§ The task: Copy each line of the entries below that contains the string "Some".

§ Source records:
//! HTTP response wrapper

use crate::error::{Result, ServiceError};
use bytes::Bytes;
use graphkit_transport::HttpResponse;
use http::{HeaderMap, StatusCode};
use serde::de::DeserializeOwned;

/// A response from the service, or one step of a batch response.
#[derive(Debug, Clone)]
pub struct Response {
    status: StatusCode,
    headers: HeaderMap,
    body: Bytes,
}

impl Response {
    /// Create a new response.
    pub fn new(status: StatusCode, headers: HeaderMap, body: impl Into<Bytes>) -> Self {
        Self {
            status,
            headers,
            body: body.into(),
        }
    }

    /// Get the status code.
    pub fn status(&self) -> StatusCode {
        self.status
    }

    /// Get the headers.
    pub fn headers(&self) -> &HeaderMap {
        &self.headers
    }

    /// Header value as a string, if present and valid UTF-8.
    pub fn header(&self, name: &str) -> Option<&str> {
        self.headers.get(name).and_then(|v| v.to_str().ok())
    }

    /// Get the raw body.
    pub fn body(&self) -> &Bytes {
        &self.body
    }

    /// Consume the response and return its body.
    pub fn into_body(self) -> Bytes {
        self.body
    }

    /// Check if the response indicates success (2xx status).
    pub fn is_success(&self) -> bool {
        self.status.is_success()
    }

    /// Body as UTF-8 text, replacing invalid sequences.
    pub fn text(&self) -> String {
        String::from_utf8_lossy(&self.body).into_owned()
    }

    /// Deserialize the body as JSON regardless of status.
    ///
    /// An empty body deserializes as `null`, so `Option<T>` and `()` accept
    /// `204 No Content`.
    pub fn json<T: DeserializeOwned>(&self) -> Result<T> {
        if self.body.is_empty() {
            return Ok(serde_json::from_value(serde_json::Value::Null)?);
        }
        Ok(serde_json::from_slice(&self.body)?)
    }

    /// The service error carried by this response, if it is not a success.
    pub fn error(&self) -> Option<ServiceError> {
        (!self.is_success())
            .then(|| ServiceError::from_response(self.status.as_u16(), &self.body, &self.headers))
    }

    /// Deserialize a success body, or turn an error status into [`crate::Error::Service`].
    pub fn parse_result<T: DeserializeOwned>(&self) -> Result<T> {
        match self.error() {
            Some(err) => Err(err.into()),
            None => self.json(),
        }
    }
}

impl From<HttpResponse> for Response {
    fn from(response: HttpResponse) -> Self {
        Self {
            status: response.status,
            headers: response.headers,
            body: response.body,
        }
    }
}

#[cfg(test)]
mod tests {
    use super::*;
    use crate::error::Error;

    #[test]
    fn test_parse_result_success() {
        let response = Response::new(StatusCode::OK, HeaderMap::new(), r#"{"id":"42"}"#);
        let value: serde_json::Value = response.parse_result().unwrap();
        assert_eq!(value["id"], "42");
    }

    #[test]
    fn test_parse_result_error() {
        let response = Response::new(
            StatusCode::NOT_FOUND,
            HeaderMap::new(),
            r#"{"error":{"code":"itemNotFound","message":"The resource could not be found."}}"#,
        );

        match response.parse_result::<serde_json::Value>() {
            Err(Error::Service(err)) => {
                assert_eq!(err.status, 404);
                assert_eq!(err.code.as_deref(), Some("itemNotFound"));
            }
            other => panic!("Expected Service error, got {:?}", other),
        }
    }

    #[test]
    fn test_no_content() {
        let response = Response::new(StatusCode::NO_CONTENT, HeaderMap::new(), Bytes::new());
        let value: Option<serde_json::Value> = response.parse_result().unwrap();
        assert!(value.is_none());
    }
}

§ Solution to the exercise:
            Some(err) => Err(err.into()),
                assert_eq!(err.code.as_deref(), Some("itemNotFound"));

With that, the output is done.